For a different kind of battlefield – one where utility workers, oil refinery employees, electricians, foundrymen and welders toil – the company has developed state-of-the art fibers to protect them from risks. “In the last 10 or 15 years we have seen an increase in safety regulations in the entire world to keep workers safe,” Anderson says. “There is a bigger concern for worker safety than ever before.”
Protecting the Environment
TenCate has also made great strides to protect the environment. “We are trying to be the best stewards for the environment that we can be. We have recycling programs in every plant; we recycle our products, we recycle cardboard, pallets, we try to make sure that as little as possible ends up in a landfill,” Anderson explains.
The company’s dyeing and finishing facility in Molena, Ga., has been awarded the Environmental award by the Georgia Waste Water Pollution Control Association, for its innovative water recycling system in that facility. “This plant is 100 percent self sustained,” Anderson says. “The water we use to treat our products comes from wells and from an adjacent lake owned by the Boy Scouts of America. The company formed an agreement with them 20 years ago and developed a system, with the help of the state of Georgia, to recycle and reuse the water without polluting the lake or the aquifers underground.” TenCate is the only company in its industry that uses this process.

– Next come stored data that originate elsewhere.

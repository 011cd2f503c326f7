//! # Leadscout Core Library
//!
//! Batch lead generation in two stages: listing discovery drives a scripted
//! browser over map-search result feeds and extracts one record per business;
//! contact discovery crawls each record's website for email addresses and
//! optionally verifies them against the domain's mail exchange.
//!
//! The library exposes the two stage runners plus the engines underneath
//! them; the `leadscout` binary wires them to a CLI.

pub mod contact;
mod core;
pub mod listing;
pub mod output;
pub mod query;
pub mod transport;
mod utils;
pub mod verification;

pub use crate::core::config::{Config, ConfigBuilder, ConfigFile, FetchStrategy};
pub use crate::core::error::{AppError, Result};
pub use crate::core::models::{
    BusinessRecord, EnrichmentStats, ErrorReport, GeoScope, RunReport, SearchTarget,
    NOT_AVAILABLE,
};

use crate::contact::fetch::{HttpFetcher, PageFetcher, RenderFetcher};
use crate::contact::ContactEngine;
use crate::listing::ListingEngine;
use crate::output::progress::{ProgressEvent, ProgressReporter};
use crate::output::CheckpointWriter;
use crate::transport::BrowserSession;
use std::path::Path;
use tokio::time::sleep;

/// Runs the listing discovery stage over every target, sequentially.
///
/// One browser session serves the whole run and is closed on every exit
/// path. A target that yields nothing does not abort the run; if the
/// session itself is lost mid-run, the remaining targets simply come back
/// empty. The final table is always written before returning.
pub async fn run_listing_discovery(
    config: &Config,
    targets: &[SearchTarget],
    reporter: &dyn ProgressReporter,
    out_path: &Path,
) -> Result<Vec<BusinessRecord>> {
    if targets.is_empty() {
        tracing::warn!(target: "pipeline", "No search targets; nothing to do.");
        return Ok(Vec::new());
    }

    let session = BrowserSession::connect(config).await?;
    let engine = ListingEngine::new(config);
    let checkpoint = CheckpointWriter::new(out_path, config.listing_checkpoint_interval, false);

    let total = targets.len();
    let mut records: Vec<BusinessRecord> = Vec::new();

    for (index, target) in targets.iter().enumerate() {
        tracing::info!(target: "pipeline",
            "Listing target {}/{}: {}", index + 1, total, target.url());

        let batch = engine.discover(&session, target).await;
        tracing::info!(target: "pipeline",
            "Target {}/{} produced {} record(s).", index + 1, total, batch.len());
        records.extend(batch);

        reporter.report(&ProgressEvent::new("listings", index + 1, total));
        checkpoint.maybe_write(&records, index + 1);

        if index + 1 < total {
            sleep(config.record_delay).await;
        }
    }

    session.close().await;
    checkpoint.finalize(&records)?;
    tracing::info!(target: "pipeline",
        "Listing discovery finished: {} record(s) -> {}", records.len(), out_path.display());
    Ok(records)
}

/// Runs the contact discovery stage over every record, sequentially.
///
/// The fetch strategy degrades from rendered to plain HTTP when no browser
/// session can be started; a record whose crawl comes up empty keeps the
/// sentinel and never aborts the run. Returns the enriched records with
/// stage statistics.
pub async fn run_contact_discovery(
    config: &Config,
    mut records: Vec<BusinessRecord>,
    reporter: &dyn ProgressReporter,
    out_path: &Path,
) -> Result<(Vec<BusinessRecord>, EnrichmentStats)> {
    let (fetcher, session) = build_fetcher(config).await?;
    let engine = match ContactEngine::new(config, fetcher) {
        Ok(engine) => engine,
        Err(e) => {
            if let Some(session) = session {
                session.close().await;
            }
            return Err(e);
        }
    };

    let checkpoint = CheckpointWriter::new(out_path, config.contact_checkpoint_interval, true);
    let total = records.len();
    let mut stats = EnrichmentStats {
        total_businesses: total,
        ..Default::default()
    };

    for index in 0..total {
        if records[index].has_website() {
            stats.websites_scraped += 1;
            tracing::info!(target: "pipeline",
                "Record {}/{}: crawling {} ({})",
                index + 1, total, records[index].website, records[index].name);

            let found = engine.discover(&records[index].website).await;
            if found == NOT_AVAILABLE {
                records[index].email = None;
            } else {
                stats.emails_found += 1;
                records[index].email = Some(found);
            }
        } else {
            tracing::debug!(target: "pipeline",
                "Record {}/{}: no website, skipping.", index + 1, total);
        }

        reporter.report(&ProgressEvent::new("emails", index + 1, total));
        // Only fully-processed rows go into a checkpoint.
        checkpoint.maybe_write(&records[..=index], index + 1);

        if index + 1 < total {
            sleep(config.record_delay).await;
        }
    }

    if let Some(session) = session {
        session.close().await;
    }

    checkpoint.finalize(&records)?;
    stats.finish();
    tracing::info!(target: "pipeline",
        "Contact discovery finished: {}/{} crawled site(s) yielded email(s).",
        stats.emails_found, stats.websites_scraped);
    Ok((records, stats))
}

/// Builds the page fetcher for the configured strategy, degrading from
/// rendered to plain HTTP when the browser session cannot be started.
async fn build_fetcher(
    config: &Config,
) -> Result<(Box<dyn PageFetcher>, Option<BrowserSession>)> {
    match config.fetch_strategy {
        FetchStrategy::Http => Ok((Box::new(HttpFetcher::new(config)?), None)),
        FetchStrategy::Render => match BrowserSession::connect(config).await {
            Ok(session) => Ok((
                Box::new(RenderFetcher::new(session.clone(), config)),
                Some(session),
            )),
            Err(e) => {
                tracing::warn!(target: "pipeline",
                    "Browser session unavailable ({}); degrading to plain HTTP fetches.", e);
                Ok((Box::new(HttpFetcher::new(config)?), None))
            }
        },
    }
}
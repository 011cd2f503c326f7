//! Machine-readable progress reporting.
//!
//! Progress goes to stderr as one JSON object per line so a supervising
//! process can stream it, leaving stdout for the final result object.

use serde::Serialize;

/// One progress tick.
#[derive(Debug, Clone, Serialize)]
#[serde(rename_all = "camelCase")]
pub struct ProgressEvent {
    pub stage: String,
    pub current: usize,
    pub total: usize,
    pub percent: f64,
}

impl ProgressEvent {
    pub fn new(stage: &str, current: usize, total: usize) -> Self {
        let percent = if total == 0 {
            100.0
        } else {
            (current as f64 / total as f64 * 1000.0).round() / 10.0
        };
        Self {
            stage: stage.to_string(),
            current,
            total,
            percent,
        }
    }
}

/// Sink for progress ticks. The pipeline reports through this and never
/// writes to the terminal itself.
pub trait ProgressReporter: Send + Sync {
    fn report(&self, event: &ProgressEvent);
}

/// JSON-lines reporter on stderr.
pub struct StderrReporter;

impl ProgressReporter for StderrReporter {
    fn report(&self, event: &ProgressEvent) {
        if let Ok(line) = serde_json::to_string(event) {
            eprintln!("{}", line);
        }
    }
}

/// Discards progress. Useful for library callers and tests.
pub struct NullReporter;

impl ProgressReporter for NullReporter {
    fn report(&self, _event: &ProgressEvent) {}
}
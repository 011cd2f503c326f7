//! Contains validation logic for the final Config struct.

use super::{Config, FetchStrategy};
use crate::core::error::{AppError, Result};

/// Validates the configuration after loading and overrides.
/// Clamps values where a sane default exists and errors where it does not.
/// Internal helper for the builder's `build` method.
pub(crate) fn validate_config(config: &mut Config) -> Result<()> {
    if config.max_results == 0 {
        return Err(AppError::Config(
            "max_results must be a positive integer.".to_string(),
        ));
    }
    if config.retry_attempts == 0 {
        tracing::warn!("retry_attempts was set to 0. Setting to 1.");
        config.retry_attempts = 1;
    }
    if config.scroll_max_attempts == 0 {
        tracing::warn!("scroll_max_attempts was set to 0. Setting to 1.");
        config.scroll_max_attempts = 1;
    }
    if config.website_column.trim().is_empty() {
        return Err(AppError::Config(
            "website_column cannot be empty.".to_string(),
        ));
    }
    if !config.smtp_sender_email.contains('@') || !config.smtp_sender_email.contains('.') {
        return Err(AppError::Config(format!(
            "Invalid SMTP sender email format: {}",
            config.smtp_sender_email
        )));
    }
    if config.fetch_strategy == FetchStrategy::Render && config.webdriver_url.trim().is_empty() {
        return Err(AppError::Config(
            "A WebDriver URL is required when the render fetch strategy is selected.".to_string(),
        ));
    }
    if config.dns_servers.is_empty() {
        tracing::warn!("DNS servers list is empty. Resolver will use system defaults.");
    }
    if config.contact_paths.is_empty() {
        tracing::warn!("Contact path list is empty. Only homepages will be crawled.");
    }
    if config.listing_checkpoint_interval == 0 {
        tracing::warn!("listing_checkpoint_interval was 0. Setting to 1.");
        config.listing_checkpoint_interval = 1;
    }
    if config.contact_checkpoint_interval == 0 {
        tracing::warn!("contact_checkpoint_interval was 0. Setting to 1.");
        config.contact_checkpoint_interval = 1;
    }
    Ok(())
}

#[cfg(test)]
mod tests {
    use super::*;

    #[test]
    fn zero_counters_are_clamped() {
        let mut config = Config {
            retry_attempts: 0,
            scroll_max_attempts: 0,
            listing_checkpoint_interval: 0,
            ..Config::default()
        };
        validate_config(&mut config).unwrap();
        assert_eq!(config.retry_attempts, 1);
        assert_eq!(config.scroll_max_attempts, 1);
        assert_eq!(config.listing_checkpoint_interval, 1);
    }

    #[test]
    fn render_strategy_requires_webdriver_url() {
        let mut config = Config {
            webdriver_url: "  ".to_string(),
            ..Config::default()
        };
        assert!(validate_config(&mut config).is_err());
        config.fetch_strategy = FetchStrategy::Http;
        // Listing discovery still needs a browser, but the config itself is
        // usable for a pure-HTTP contact run.
        assert!(validate_config(&mut config).is_ok());
    }

    #[test]
    fn zero_max_results_is_fatal() {
        let mut config = Config {
            max_results: 0,
            ..Config::default()
        };
        assert!(validate_config(&mut config).is_err());
    }
}
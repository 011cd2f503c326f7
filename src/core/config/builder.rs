//! Provides the `ConfigBuilder` for fluent configuration construction.

use super::loading::{apply_file_config, load_config_file};
use super::validation::validate_config;
use super::{Config, ConfigFile, FetchStrategy};
use crate::core::error::{AppError, Result};
use std::path::Path;
use std::time::Duration;

/// Builder pattern for creating `Config` instances fluently.
///
/// Handles loading from files, applying overrides, and validation.
#[derive(Default)]
pub struct ConfigBuilder {
    config: Config,
    config_file_path: Option<String>,
    overrides: ConfigFile,
}

impl ConfigBuilder {
    /// Creates a new builder with default configuration values.
    pub fn new() -> Self {
        Self::default()
    }

    /// Specify an optional configuration file path to load.
    pub fn config_file(mut self, path: impl Into<String>) -> Self {
        self.config_file_path = Some(path.into());
        self
    }

    pub fn max_results(mut self, value: usize) -> Self {
        self.overrides.pipeline.max_results = Some(value);
        self
    }
    pub fn record_delay(mut self, duration: Duration) -> Self {
        self.overrides.pipeline.record_delay = Some(duration.as_secs_f64());
        self
    }
    pub fn website_column(mut self, value: impl Into<String>) -> Self {
        self.overrides.pipeline.website_column = Some(value.into());
        self
    }
    pub fn geonames_username(mut self, value: Option<impl Into<String>>) -> Self {
        self.overrides.pipeline.geonames_username = value.map(|s| s.into());
        self
    }
    pub fn listing_checkpoint_interval(mut self, value: usize) -> Self {
        self.overrides.pipeline.listing_checkpoint_interval = Some(value);
        self
    }
    pub fn contact_checkpoint_interval(mut self, value: usize) -> Self {
        self.overrides.pipeline.contact_checkpoint_interval = Some(value);
        self
    }
    pub fn fetch_strategy(mut self, value: FetchStrategy) -> Self {
        self.overrides.crawl.fetch_strategy = Some(value);
        self
    }
    pub fn verify_emails(mut self, enable: bool) -> Self {
        self.overrides.crawl.verify_emails = Some(enable);
        self
    }
    pub fn contact_paths(mut self, paths: Vec<String>) -> Self {
        self.overrides.crawl.contact_paths = Some(paths);
        self
    }
    pub fn webdriver_url(mut self, url: impl Into<String>) -> Self {
        self.overrides.browser.webdriver_url = Some(url.into());
        self
    }
    pub fn headless(mut self, enable: bool) -> Self {
        self.overrides.browser.headless = Some(enable);
        self
    }
    pub fn scroll_max_attempts(mut self, value: u32) -> Self {
        self.overrides.browser.scroll_max_attempts = Some(value);
        self
    }
    pub fn settle_delay(mut self, duration: Duration) -> Self {
        self.overrides.browser.settle_delay = Some(duration.as_secs());
        self
    }
    pub fn user_agent(mut self, value: impl Into<String>) -> Self {
        self.overrides.network.user_agent = Some(value.into());
        self
    }
    pub fn request_timeout(mut self, duration: Duration) -> Self {
        self.overrides.network.request_timeout = Some(duration.as_secs());
        self
    }
    pub fn smtp_sender_email(mut self, value: impl Into<String>) -> Self {
        self.overrides.smtp.smtp_sender_email = Some(value.into());
        self
    }
    pub fn smtp_timeout(mut self, duration: Duration) -> Self {
        self.overrides.smtp.smtp_timeout = Some(duration.as_secs());
        self
    }
    pub fn dns_timeout(mut self, duration: Duration) -> Self {
        self.overrides.dns.dns_timeout = Some(duration.as_secs());
        self
    }
    pub fn dns_servers(mut self, servers: Vec<String>) -> Self {
        self.overrides.dns.dns_servers = Some(servers);
        self
    }

    /// Builds the final `Config`, applying defaults, file settings,
    /// overrides, and validation.
    pub fn build(mut self) -> Result<Config> {
        let mut loaded_path: Option<String> = None;

        if let Some(ref path) = self.config_file_path {
            match load_config_file(path) {
                Ok(file_config) => {
                    apply_file_config(&mut self.config, &file_config);
                    loaded_path = Some(path.clone());
                    tracing::info!("Loaded base configuration from specified file: {}", path);
                }
                Err(e) => {
                    tracing::error!("Failed to load specified config file '{}': {}", path, e);
                    return Err(AppError::Config(format!(
                        "Failed to load specified configuration file '{}': {}",
                        path, e
                    )));
                }
            }
        } else {
            tracing::debug!("No config file specified, checking default locations.");
            for path_str in ["./leadscout.toml", "./config.toml"] {
                if Path::new(path_str).exists() {
                    match load_config_file(path_str) {
                        Ok(file_config) => {
                            apply_file_config(&mut self.config, &file_config);
                            loaded_path = Some(path_str.to_string());
                            tracing::info!(
                                "Loaded base configuration from default location: {}",
                                path_str
                            );
                            break;
                        }
                        Err(e) => {
                            tracing::warn!(
                                "Failed to load or parse default config '{}': {}",
                                path_str,
                                e
                            );
                        }
                    }
                }
            }
            if loaded_path.is_none() {
                tracing::debug!("No configuration file found. Using defaults and overrides.");
            }
        }

        apply_file_config(&mut self.config, &self.overrides);
        self.config.loaded_config_path = loaded_path;
        validate_config(&mut self.config)?;

        tracing::debug!("Final configuration built successfully.");
        Ok(self.config)
    }
}

#[cfg(test)]
mod tests {
    use super::*;

    #[test]
    fn overrides_win_over_defaults() {
        let config = ConfigBuilder::new()
            .max_results(3)
            .verify_emails(false)
            .fetch_strategy(FetchStrategy::Http)
            .record_delay(Duration::from_millis(1500))
            .build()
            .unwrap();
        assert_eq!(config.max_results, 3);
        assert!(!config.verify_emails);
        assert_eq!(config.fetch_strategy, FetchStrategy::Http);
        assert_eq!(config.record_delay, Duration::from_millis(1500));
        // Untouched defaults survive.
        assert_eq!(config.retry_attempts, 3);
        assert_eq!(config.scroll_max_attempts, 10);
    }

    #[test]
    fn invalid_sender_is_rejected() {
        let err = ConfigBuilder::new()
            .smtp_sender_email("not-an-address")
            .build()
            .unwrap_err();
        assert!(err.to_string().contains("sender"));
    }

    #[test]
    fn missing_config_file_is_an_error() {
        assert!(ConfigBuilder::new()
            .config_file("/definitely/not/here.toml")
            .build()
            .is_err());
    }
}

Anderson admits that running the fabric development plants is not easy because of the high technical level of the product, and the fact that there is no margin for error. “If you make a mistake in a garment, you can be putting somebody’s life in jeopardy,” he says. “Most of our associates have an average of ten to 22 years of experience. We have maybe a 4 percent turnaround rate. The workers are very proficient at what they do.”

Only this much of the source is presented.